There is a paragraph in the book talking about the computation of renewal function:

Let $Y$ be an exponential random variable having rate $\lambda$, and suppose that $Y$ is independent of the renewal process $\{N(t), t \geq 0\}$. We start by determining $E[N(Y)]$, the expected number of renewals by the random time $Y$. To do so, we first condition on $X_1$, the time of the first renewal. This yields $$E[N(Y)] = \int_0^\infty E[N(Y)|X_1=x]f(x)dx$$ where $f$ is the interarrival density.

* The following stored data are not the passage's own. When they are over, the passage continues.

//! Batch rendering of every page document in a run folder.

use std::path::{Path, PathBuf};
use std::sync::atomic::{AtomicBool, Ordering};
use std::sync::Arc;

use serde::Serialize;
use tokio::sync::Semaphore;

use pagepan_common::error::{PagepanError, PagepanResult};
use pagepan_common::timing::StageTimer;

use crate::chapter::{ChapterBuilder, ChapterResult};

/// A document that was skipped instead of rendered.
#[derive(Debug, Clone, PartialEq, Serialize)]
pub struct SkippedDocument {
    pub document: PathBuf,
    pub reason: String,
}

/// Outcome of a batch run.
#[derive(Debug, Clone, PartialEq, Serialize)]
pub struct RunReport {
    pub run_id: String,
    pub run_dir: PathBuf,
    /// Rendered chapters, in discovery order.
    pub results: Vec<ChapterResult>,
    pub skipped: Vec<SkippedDocument>,
    pub elapsed_secs: f64,
}

/// Every file named `file_name` under `root`, recursively, sorted by path.
pub fn discover_documents(root: &Path, file_name: &str) -> PagepanResult<Vec<PathBuf>> {
    if !root.is_dir() {
        return Err(PagepanError::FileNotFound {
            path: root.to_path_buf(),
        });
    }

    let mut found = Vec::new();
    let mut pending = vec![root.to_path_buf()];
    while let Some(dir) = pending.pop() {
        for entry in std::fs::read_dir(&dir)? {
            let entry = entry?;
            let path = entry.path();
            let file_type = entry.file_type()?;
            if file_type.is_dir() {
                pending.push(path);
            } else if file_type.is_file() && entry.file_name() == file_name {
                found.push(path);
            }
        }
    }
    found.sort();
    Ok(found)
}

/// Renders all documents of a run with bounded concurrency.
pub struct BatchRunner {
    builder: Arc<ChapterBuilder>,
}

impl BatchRunner {
    pub fn new(builder: ChapterBuilder) -> Self {
        Self {
            builder: Arc::new(builder),
        }
    }

    /// Folder holding the documents of `run_id`.
    pub fn run_dir(&self, run_id: &str) -> PagepanResult<PathBuf> {
        let root = self
            .builder
            .config()
            .output_root
            .as_ref()
            .ok_or_else(|| PagepanError::config("output_root is not set"))?;
        Ok(root.join(run_id))
    }

    /// Render every document under `<output_root>/<run_id>`.
    ///
    /// Documents without boxed dialogue are skipped and reported; any other
    /// failure aborts the run: documents not yet started are left alone and
    /// the first error is returned. At most `jobs` documents render at once,
    /// each on a blocking thread.
    pub async fn build_run(&self, run_id: &str) -> PagepanResult<RunReport> {
        let timer = StageTimer::start(format!("run {run_id}"));
        let run_dir = self.run_dir(run_id)?;
        let config = self.builder.config();
        let documents = discover_documents(&run_dir, &config.document_file_name)?;
        let jobs = config.jobs.max(1);

        tracing::info!(
            run_id,
            run_dir = %run_dir.display(),
            documents = documents.len(),
            jobs,
            "Starting run"
        );

        let semaphore = Arc::new(Semaphore::new(jobs));
        let aborted = Arc::new(AtomicBool::new(false));
        let mut handles = Vec::with_capacity(documents.len());
        for document in documents {
            let permit = semaphore
                .clone()
                .acquire_owned()
                .await
                .map_err(|e| PagepanError::Other(e.into()))?;
            if aborted.load(Ordering::Acquire) {
                tracing::debug!(document = %document.display(), "Run aborted, not starting document");
                break;
            }
            let builder = Arc::clone(&self.builder);
            let aborted = Arc::clone(&aborted);
            let path = document.clone();
            let handle = tokio::task::spawn_blocking(move || {
                let _permit = permit;
                if aborted.load(Ordering::Acquire) {
                    return None;
                }
                let outcome = builder.build_chapter(&path, None);
                if matches!(&outcome, Err(err) if !err.is_no_dialogue()) {
                    aborted.store(true, Ordering::Release);
                }
                Some(outcome)
            });
            handles.push((document, handle));
        }

        let mut results = Vec::new();
        let mut skipped = Vec::new();
        let mut first_error = None;
        for (document, handle) in handles {
            let outcome = match handle.await {
                Ok(Some(outcome)) => outcome,
                Ok(None) => continue,
                Err(e) => Err(PagepanError::Other(e.into())),
            };
            match outcome {
                Ok(result) => results.push(result),
                Err(err) if err.is_no_dialogue() => {
                    tracing::warn!(document = %document.display(), "No boxed dialogue, skipping");
                    skipped.push(SkippedDocument {
                        document,
                        reason: err.to_string(),
                    });
                }
                Err(err) => {
                    tracing::error!(document = %document.display(), error = %err, "Document failed");
                    if first_error.is_none() {
                        first_error = Some(err);
                    }
                }
            }
        }

        if let Some(err) = first_error {
            return Err(err);
        }

        let elapsed_secs = timer.finish();
        tracing::info!(
            run_id,
            rendered = results.len(),
            skipped = skipped.len(),
            elapsed_secs,
            "Run complete"
        );
        Ok(RunReport {
            run_id: run_id.to_string(),
            run_dir,
            results,
            skipped,
            elapsed_secs,
        })
    }
}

To determine $E[N(Y)|X_1 =x]$, we now condition on whether or not $Y$ exceeds $x$. Now, if $Y < x$, then as the first renewal occurs at time $x$, it follows that the number of renewals by time $Y$ is equal to $0$. On the other hand, if we are given that x < Y, then the number of renewals by time $Y$ will equal $1$ (the one at $x$) plus the number of additional renewals between $x$ and $Y$. But by the memoryless property of exponential random variables, it follows that, given that $Y > x$, the amount by which it exceeds $x$ is also exponentialwith rate $\lambda$, and so given that $Y > x$ the number of renewals between $x$ and $Y$ will have the same distribution as $N(Y)$. Hence, $$E[N(Y)|X_1 = x, Y < x] = 0$$ $$E[N(Y)|X_1 = x, Y > x] = 1 + \color{red}{E[N(Y)]}$$

My question is about the last item. While I think the last item should be $E[N(Y-x)]$ instead of $\color{red}{E[N(Y)]}$ in this case.

Even though the author provides an explanation before the equations, I find it confusing. Can anybody help me explain why the final item would be $\color{red}{E[N(Y)]}$?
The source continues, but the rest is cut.